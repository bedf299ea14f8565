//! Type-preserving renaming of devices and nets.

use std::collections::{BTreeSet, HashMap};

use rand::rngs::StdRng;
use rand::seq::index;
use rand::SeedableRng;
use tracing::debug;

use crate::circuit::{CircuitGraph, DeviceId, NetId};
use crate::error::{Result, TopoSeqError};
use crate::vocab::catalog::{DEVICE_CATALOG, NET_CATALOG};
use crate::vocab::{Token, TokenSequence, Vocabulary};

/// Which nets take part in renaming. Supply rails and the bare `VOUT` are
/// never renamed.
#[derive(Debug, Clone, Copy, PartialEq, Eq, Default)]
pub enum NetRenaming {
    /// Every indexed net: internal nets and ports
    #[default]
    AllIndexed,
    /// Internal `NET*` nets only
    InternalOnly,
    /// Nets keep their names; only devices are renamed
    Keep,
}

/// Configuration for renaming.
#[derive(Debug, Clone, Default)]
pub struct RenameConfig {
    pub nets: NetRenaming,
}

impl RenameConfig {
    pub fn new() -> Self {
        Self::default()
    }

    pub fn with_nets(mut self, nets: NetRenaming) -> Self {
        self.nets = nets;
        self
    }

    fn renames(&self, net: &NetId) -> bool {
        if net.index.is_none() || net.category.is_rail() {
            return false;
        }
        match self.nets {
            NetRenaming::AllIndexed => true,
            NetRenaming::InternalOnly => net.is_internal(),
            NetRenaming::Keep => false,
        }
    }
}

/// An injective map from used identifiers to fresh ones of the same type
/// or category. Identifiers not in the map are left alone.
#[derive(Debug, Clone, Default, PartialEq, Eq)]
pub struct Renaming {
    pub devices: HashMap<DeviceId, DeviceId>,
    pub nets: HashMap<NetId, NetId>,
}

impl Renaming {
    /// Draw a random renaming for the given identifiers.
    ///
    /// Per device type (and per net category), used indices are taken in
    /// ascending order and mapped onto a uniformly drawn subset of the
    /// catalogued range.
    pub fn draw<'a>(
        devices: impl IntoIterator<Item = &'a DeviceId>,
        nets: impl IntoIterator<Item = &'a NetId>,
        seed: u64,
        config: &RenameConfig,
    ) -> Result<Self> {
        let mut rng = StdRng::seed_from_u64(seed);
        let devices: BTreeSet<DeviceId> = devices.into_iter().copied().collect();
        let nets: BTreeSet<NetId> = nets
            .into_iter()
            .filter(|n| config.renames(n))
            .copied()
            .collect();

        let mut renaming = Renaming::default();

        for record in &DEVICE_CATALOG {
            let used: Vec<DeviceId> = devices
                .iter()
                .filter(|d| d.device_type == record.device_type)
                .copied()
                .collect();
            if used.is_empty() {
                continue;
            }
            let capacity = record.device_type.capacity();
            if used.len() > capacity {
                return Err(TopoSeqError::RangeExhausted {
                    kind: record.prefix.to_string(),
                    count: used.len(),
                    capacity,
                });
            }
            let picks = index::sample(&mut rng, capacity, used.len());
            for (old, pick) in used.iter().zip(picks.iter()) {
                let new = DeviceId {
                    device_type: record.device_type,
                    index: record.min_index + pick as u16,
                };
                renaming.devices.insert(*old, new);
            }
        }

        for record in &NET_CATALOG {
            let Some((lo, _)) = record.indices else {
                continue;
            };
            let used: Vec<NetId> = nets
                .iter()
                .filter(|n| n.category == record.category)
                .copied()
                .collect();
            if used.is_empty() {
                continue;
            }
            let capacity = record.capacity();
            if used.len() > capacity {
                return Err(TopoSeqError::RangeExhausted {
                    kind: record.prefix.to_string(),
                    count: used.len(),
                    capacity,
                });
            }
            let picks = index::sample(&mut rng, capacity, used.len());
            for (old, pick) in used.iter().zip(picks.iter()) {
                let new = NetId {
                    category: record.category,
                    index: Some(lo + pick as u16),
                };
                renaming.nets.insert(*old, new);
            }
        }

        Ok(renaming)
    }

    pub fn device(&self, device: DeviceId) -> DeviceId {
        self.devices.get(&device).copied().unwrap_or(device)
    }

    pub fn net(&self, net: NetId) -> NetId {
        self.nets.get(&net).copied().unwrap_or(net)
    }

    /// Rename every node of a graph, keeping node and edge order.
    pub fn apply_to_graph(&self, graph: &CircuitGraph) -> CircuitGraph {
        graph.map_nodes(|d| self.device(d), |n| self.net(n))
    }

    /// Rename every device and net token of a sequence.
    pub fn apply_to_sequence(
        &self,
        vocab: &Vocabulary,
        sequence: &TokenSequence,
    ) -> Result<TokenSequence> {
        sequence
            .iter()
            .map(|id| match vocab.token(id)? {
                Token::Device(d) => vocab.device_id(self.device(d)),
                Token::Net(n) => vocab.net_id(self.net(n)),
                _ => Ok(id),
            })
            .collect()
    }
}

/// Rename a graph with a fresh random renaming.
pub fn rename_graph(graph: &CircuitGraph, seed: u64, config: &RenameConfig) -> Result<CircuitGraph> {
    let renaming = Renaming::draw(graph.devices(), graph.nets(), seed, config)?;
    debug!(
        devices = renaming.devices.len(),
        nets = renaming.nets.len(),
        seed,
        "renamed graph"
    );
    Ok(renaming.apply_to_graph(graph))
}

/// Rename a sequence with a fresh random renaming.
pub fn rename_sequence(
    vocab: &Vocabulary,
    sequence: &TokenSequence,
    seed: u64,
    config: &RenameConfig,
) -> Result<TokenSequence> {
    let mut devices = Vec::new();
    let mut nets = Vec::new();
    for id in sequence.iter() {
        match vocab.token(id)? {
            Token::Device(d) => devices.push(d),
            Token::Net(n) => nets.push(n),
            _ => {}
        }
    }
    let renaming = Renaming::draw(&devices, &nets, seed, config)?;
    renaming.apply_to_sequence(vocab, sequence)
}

= = = = =

- _WHAT YOU WILL DO_
Count each line above that has the word "NetRenaming" in it, and write down nothing but the total.

- _RESULT OF THE TASK_
6